◆ **Problem statement**
Nothing in the records should be left out; transcribe them exactly.

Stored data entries
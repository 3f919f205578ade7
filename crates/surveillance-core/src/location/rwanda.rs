//! Built-in administrative table.
//!
//! Kigali City and the Eastern province carry their full sector lists; the
//! other provinces list the sectors covered by the current field rollout. A
//! complete table can be supplied as JSON through `hierarchy_path`.

pub(super) type DistrictRow = (&'static str, &'static [&'static str]);
pub(super) type ProvinceRow = (&'static str, &'static [DistrictRow]);

pub(super) const PROVINCES: &[ProvinceRow] = &[
    (
        "Kigali City",
        &[
            (
                "Gasabo",
                &[
                    "Bumbogo", "Gatsata", "Gikomero", "Gisozi", "Jabana", "Jali", "Kacyiru",
                    "Kimihurura", "Kimironko", "Kinyinya", "Ndera", "Nduba", "Remera",
                    "Rusororo", "Rutunga",
                ],
            ),
            (
                "Kicukiro",
                &[
                    "Gahanga", "Gatenga", "Gikondo", "Kagarama", "Kanombe", "Kicukiro",
                    "Kigarama", "Masaka", "Niboye", "Nyarugunga",
                ],
            ),
            (
                "Nyarugenge",
                &[
                    "Gitega", "Kanyinya", "Kigali", "Kimisagara", "Mageragere", "Muhima",
                    "Nyakabanda", "Nyamirambo", "Nyarugenge", "Rwezamenyo",
                ],
            ),
        ],
    ),
    (
        "Eastern",
        &[
            (
                "Bugesera",
                &[
                    "Gashora", "Juru", "Kamabuye", "Mareba", "Mayange", "Musenyi", "Mwogo",
                    "Ngeruka", "Ntarama", "Nyamata", "Nyarugenge", "Rilima", "Ruhuha", "Rweru",
                    "Shyara",
                ],
            ),
            (
                "Gatsibo",
                &[
                    "Gasange", "Gatsibo", "Gitoki", "Kabarore", "Kageyo", "Kiramuruzi",
                    "Kiziguro", "Muhura", "Murambi", "Ngarama", "Nyagihanga", "Remera",
                    "Rugarama", "Rwimbogo",
                ],
            ),
            (
                "Kayonza",
                &[
                    "Gahini", "Kabare", "Kabarondo", "Mukarange", "Murama", "Murundi", "Mwiri",
                    "Ndego", "Nyamirama", "Rukara", "Ruramira", "Rwinkwavu",
                ],
            ),
            (
                "Kirehe",
                &[
                    "Gahara", "Gatore", "Kigarama", "Kigina", "Kirehe", "Mahama", "Mpanga",
                    "Musaza", "Mushikiri", "Nasho", "Nyamugari", "Nyarubuye",
                ],
            ),
            (
                "Ngoma",
                &[
                    "Gashanda", "Jarama", "Karembo", "Kazo", "Kibungo", "Mugesera", "Murama",
                    "Mutenderi", "Remera", "Rukira", "Rukumberi", "Rurenge", "Sake", "Zaza",
                ],
            ),
            (
                "Nyagatare",
                &[
                    "Gatunda", "Karama", "Karangazi", "Katabagemu", "Kiyombe", "Matimba",
                    "Mimuri", "Mukama", "Musheri", "Nyagatare", "Rukomo", "Rwempasha",
                    "Rwimiyaga", "Tabagwe",
                ],
            ),
            (
                "Rwamagana",
                &[
                    "Fumbwe", "Gahengeri", "Gishari", "Karenge", "Kigabiro", "Muhazi",
                    "Munyaga", "Munyiginya", "Musha", "Muyumbu", "Mwulire", "Nyakariro",
                    "Nzige", "Rubona",
                ],
            ),
        ],
    ),
    (
        "Northern",
        &[
            ("Burera", &["Butaro", "Cyanika", "Gahunga", "Kinoni", "Rugarama", "Rusarabuye"]),
            ("Gakenke", &["Gakenke", "Janja", "Kivuruga", "Muzo", "Nemba", "Ruli"]),
            ("Gicumbi", &["Byumba", "Kageyo", "Manyagiro", "Mukarange", "Rukomo", "Rutare"]),
            (
                "Musanze",
                &[
                    "Busogo", "Cyuve", "Gacaca", "Gashaki", "Gataraga", "Kimonyi", "Kinigi",
                    "Muhoza", "Muko", "Musanze", "Nkotsi", "Nyange", "Remera", "Rwaza",
                    "Shingiro",
                ],
            ),
            ("Rulindo", &["Base", "Bushoki", "Buyoga", "Rusiga", "Shyorongi", "Tumba"]),
        ],
    ),
    (
        "Southern",
        &[
            ("Gisagara", &["Gikonko", "Kansi", "Mamba", "Mugombwa", "Ndora", "Save"]),
            (
                "Huye",
                &[
                    "Gishamvu", "Huye", "Karama", "Kigoma", "Kinazi", "Maraba", "Mbazi",
                    "Mukura", "Ngoma", "Ruhashya", "Rusatira", "Rwaniro", "Simbi", "Tumba",
                ],
            ),
            ("Kamonyi", &["Gacurabwenge", "Karama", "Mugina", "Runda", "Rugalika", "Rukoma"]),
            ("Muhanga", &["Cyeza", "Kabacuzi", "Muhanga", "Nyamabuye", "Shyogwe", "Rongi"]),
            ("Nyamagabe", &["Gasaka", "Kaduha", "Kitabi", "Mugano", "Tare", "Uwinkingi"]),
            ("Nyanza", &["Busasamana", "Cyabakamyi", "Kigoma", "Mukingo", "Nyagisozi", "Rwabicuma"]),
            ("Nyaruguru", &["Busanze", "Kibeho", "Munini", "Ngera", "Ruheru", "Ruramba"]),
            ("Ruhango", &["Byimana", "Kabagari", "Kinazi", "Mwendo", "Ntongwe", "Ruhango"]),
        ],
    ),
    (
        "Western",
        &[
            ("Karongi", &["Bwishyura", "Gishyita", "Mubuga", "Murambi", "Rubengera", "Rugabano"]),
            ("Ngororero", &["Gatumba", "Hindiro", "Kabaya", "Muhororo", "Ngororero", "Sovu"]),
            ("Nyabihu", &["Bigogwe", "Jenda", "Jomba", "Kabatwa", "Mukamira", "Rambura"]),
            ("Nyamasheke", &["Bushekeri", "Cyato", "Kagano", "Kanjongo", "Karambi", "Ruharambuga"]),
            (
                "Rubavu",
                &[
                    "Bugeshi", "Busasamana", "Cyanzarwe", "Gisenyi", "Kanama", "Kanzenze",
                    "Mudende", "Nyakiliba", "Nyamyumba", "Nyundo", "Rubavu", "Rugerero",
                ],
            ),
            ("Rusizi", &["Bugarama", "Gihundwe", "Kamembe", "Mururu", "Nyakabuye", "Nzahaha"]),
            ("Rutsiro", &["Boneza", "Gihango", "Kigeyo", "Manihira", "Mushubati", "Nyabirasi"]),
        ],
    ),
];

◆ **Solved problem**
repository 3f919f205578ade7
filename crates/surveillance-core/src/location/rwanda.rs
//! Built-in administrative table.
//!
//! Kigali City and the Eastern province carry their full sector lists; the
//! other provinces list the sectors covered by the current field rollout. A
//! complete table can be supplied as JSON through `hierarchy_path`.

pub(super) type DistrictRow = (&'static str, &'static [&'static str]);
pub(super) type ProvinceRow = (&'static str, &'static [DistrictRow]);

pub(super) const PROVINCES: &[ProvinceRow] = &[
    (
        "Kigali City",
        &[
            (
                "Gasabo",
                &[
                    "Bumbogo", "Gatsata", "Gikomero", "Gisozi", "Jabana", "Jali", "Kacyiru",
                    "Kimihurura", "Kimironko", "Kinyinya", "Ndera", "Nduba", "Remera",
                    "Rusororo", "Rutunga",
                ],
            ),
            (
                "Kicukiro",
                &[
                    "Gahanga", "Gatenga", "Gikondo", "Kagarama", "Kanombe", "Kicukiro",
                    "Kigarama", "Masaka", "Niboye", "Nyarugunga",
                ],
            ),
            (
                "Nyarugenge",
                &[
                    "Gitega", "Kanyinya", "Kigali", "Kimisagara", "Mageragere", "Muhima",
                    "Nyakabanda", "Nyamirambo", "Nyarugenge", "Rwezamenyo",
                ],
            ),
        ],
    ),
    (
        "Eastern",
        &[
            (
                "Bugesera",
                &[
                    "Gashora", "Juru", "Kamabuye", "Mareba", "Mayange", "Musenyi", "Mwogo",
                    "Ngeruka", "Ntarama", "Nyamata", "Nyarugenge", "Rilima", "Ruhuha", "Rweru",
                    "Shyara",
                ],
            ),
            (
                "Gatsibo",
                &[
                    "Gasange", "Gatsibo", "Gitoki", "Kabarore", "Kageyo", "Kiramuruzi",
                    "Kiziguro", "Muhura", "Murambi", "Ngarama", "Nyagihanga", "Remera",
                    "Rugarama", "Rwimbogo",
                ],
            ),
            (
                "Kayonza",
                &[
                    "Gahini", "Kabare", "Kabarondo", "Mukarange", "Murama", "Murundi", "Mwiri",
                    "Ndego", "Nyamirama", "Rukara", "Ruramira", "Rwinkwavu",
                ],
            ),
            (
                "Kirehe",
                &[
                    "Gahara", "Gatore", "Kigarama", "Kigina", "Kirehe", "Mahama", "Mpanga",
                    "Musaza", "Mushikiri", "Nasho", "Nyamugari", "Nyarubuye",
                ],
            ),
            (
                "Ngoma",
                &[
                    "Gashanda", "Jarama", "Karembo", "Kazo", "Kibungo", "Mugesera", "Murama",
                    "Mutenderi", "Remera", "Rukira", "Rukumberi", "Rurenge", "Sake", "Zaza",
                ],
            ),
            (
                "Nyagatare",
                &[
                    "Gatunda", "Karama", "Karangazi", "Katabagemu", "Kiyombe", "Matimba",
                    "Mimuri", "Mukama", "Musheri", "Nyagatare", "Rukomo", "Rwempasha",
                    "Rwimiyaga", "Tabagwe",
                ],
            ),
            (
                "Rwamagana",
                &[
                    "Fumbwe", "Gahengeri", "Gishari", "Karenge", "Kigabiro", "Muhazi",
                    "Munyaga", "Munyiginya", "Musha", "Muyumbu", "Mwulire", "Nyakariro",
                    "Nzige", "Rubona",
                ],
            ),
        ],
    ),
    (
        "Northern",
        &[
            ("Burera", &["Butaro", "Cyanika", "Gahunga", "Kinoni", "Rugarama", "Rusarabuye"]),
            ("Gakenke", &["Gakenke", "Janja", "Kivuruga", "Muzo", "Nemba", "Ruli"]),
            ("Gicumbi", &["Byumba", "Kageyo", "Manyagiro", "Mukarange", "Rukomo", "Rutare"]),
            (
                "Musanze",
                &[
                    "Busogo", "Cyuve", "Gacaca", "Gashaki", "Gataraga", "Kimonyi", "Kinigi",
                    "Muhoza", "Muko", "Musanze", "Nkotsi", "Nyange", "Remera", "Rwaza",
                    "Shingiro",
                ],
            ),
            ("Rulindo", &["Base", "Bushoki", "Buyoga", "Rusiga", "Shyorongi", "Tumba"]),
        ],
    ),
    (
        "Southern",
        &[
            ("Gisagara", &["Gikonko", "Kansi", "Mamba", "Mugombwa", "Ndora", "Save"]),
            (
                "Huye",
                &[
                    "Gishamvu", "Huye", "Karama", "Kigoma", "Kinazi", "Maraba", "Mbazi",
                    "Mukura", "Ngoma", "Ruhashya", "Rusatira", "Rwaniro", "Simbi", "Tumba",
                ],
            ),
            ("Kamonyi", &["Gacurabwenge", "Karama", "Mugina", "Runda", "Rugalika", "Rukoma"]),
            ("Muhanga", &["Cyeza", "Kabacuzi", "Muhanga", "Nyamabuye", "Shyogwe", "Rongi"]),
            ("Nyamagabe", &["Gasaka", "Kaduha", "Kitabi", "Mugano", "Tare", "Uwinkingi"]),
            ("Nyanza", &["Busasamana", "Cyabakamyi", "Kigoma", "Mukingo", "Nyagisozi", "Rwabicuma"]),
            ("Nyaruguru", &["Busanze", "Kibeho", "Munini", "Ngera", "Ruheru", "Ruramba"]),
            ("Ruhango", &["Byimana", "Kabagari", "Kinazi", "Mwendo", "Ntongwe", "Ruhango"]),
        ],
    ),
    (
        "Western",
        &[
            ("Karongi", &["Bwishyura", "Gishyita", "Mubuga", "Murambi", "Rubengera", "Rugabano"]),
            ("Ngororero", &["Gatumba", "Hindiro", "Kabaya", "Muhororo", "Ngororero", "Sovu"]),
            ("Nyabihu", &["Bigogwe", "Jenda", "Jomba", "Kabatwa", "Mukamira", "Rambura"]),
            ("Nyamasheke", &["Bushekeri", "Cyato", "Kagano", "Kanjongo", "Karambi", "Ruharambuga"]),
            (
                "Rubavu",
                &[
                    "Bugeshi", "Busasamana", "Cyanzarwe", "Gisenyi", "Kanama", "Kanzenze",
                    "Mudende", "Nyakiliba", "Nyamyumba", "Nyundo", "Rubavu", "Rugerero",
                ],
            ),
            ("Rusizi", &["Bugarama", "Gihundwe", "Kamembe", "Mururu", "Nyakabuye", "Nzahaha"]),
            ("Rutsiro", &["Boneza", "Gihango", "Kigeyo", "Manihira", "Mushubati", "Nyabirasi"]),
        ],
    ),
];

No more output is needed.